Diallyl disulfide causes caspase-dependent apoptosis in human cancer cells through a Bax-triggered mitochondrial pathway.

Diallyl disulfide (DADS), an important component of garlic (Allium sativum) derivative, has been demonstrated to exert a potential molecular target against human cancers. We investigated DADS-induced expressions of Apaf1, cystatin B, caspase-3 and FADD (fas-associated protein with death domain) in breast, prostate and lung cancer cells. These showed coincident data when further examined by quantitative reverse transcription-polymerase chain reaction and Western blot analysis.
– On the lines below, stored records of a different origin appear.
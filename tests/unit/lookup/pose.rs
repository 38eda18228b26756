use super::*;

const LOOK: &str = "https://open.api.nexon.com/static/maplestory/character/look/ABCDEF";

#[test]
fn custom_url_carries_pose_and_size() {
    let url = custom_image_url(LOOK, &Pose::default(), SPRITE_WIDTH, SPRITE_HEIGHT);
    assert_eq!(
        url,
        format!("{LOOK}?action=A00&emotion=E00&wmotion=W00&width=300&height=400")
    );
}

#[test]
fn with_emotion_rewrites_only_emotion() {
    let url = custom_image_url(LOOK, &Pose::default(), 300, 400);
    let out = with_emotion(&url, "E05");
    assert_eq!(
        out,
        format!("{LOOK}?action=A00&emotion=E05&wmotion=W00&width=300&height=400")
    );
}

#[test]
fn with_emotion_handles_trailing_and_missing_params() {
    assert_eq!(with_emotion("https://x/l?emotion=E01", "E02"), "https://x/l?emotion=E02");
    assert_eq!(with_emotion("https://x/l", "E02"), "https://x/l?emotion=E02");
    assert_eq!(with_emotion("https://x/l?a=1", "E02"), "https://x/l?a=1&emotion=E02");
    assert_eq!(
        with_emotion("https://x/l?xemotion=1", "E03"),
        "https://x/l?xemotion=1&emotion=E03"
    );
}

#[test]
fn pose_codes_are_validated() {
    Pose::default().validate().unwrap();
    Pose::with_emotion("E09").validate().unwrap();
    assert!(Pose::with_emotion("X09").validate().is_err());
    assert!(Pose::with_emotion("E1").validate().is_err());
    assert!(Pose::with_emotion("E1a").validate().is_err());
}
Furthermore, DADS induced a marked amount of Bax translocation, cytochrome c release and activation of caspase-3 and caspase-9. DADS-treated tumor cells triggered mitochondria-mediated signaling pathways that led to a significant increase in apoptosis induction. Further studies with caspase-3 and caspase-9 inhibitors (zDEVD-fmk and zLEHD-fmk, respectively) proved that DADS induces apoptosis through a caspase-3-dependent pathway. DADS is only an agent used in the study. The molecular mechanism presented therefore provides strong additional support to the hypothesis that DADS is a strong inducer of apoptosis through a Bax-triggered mitochondria-mediated and caspase-3-dependent pathway. This study shows clearly that DADS causes caspase-dependent apoptosis in human cancer cells through a Bax-triggered mitochondrial pathway. Therefore, the mitochondrial pathway might be the target for cancer chemoprevention and/or chemotherapy by DADS.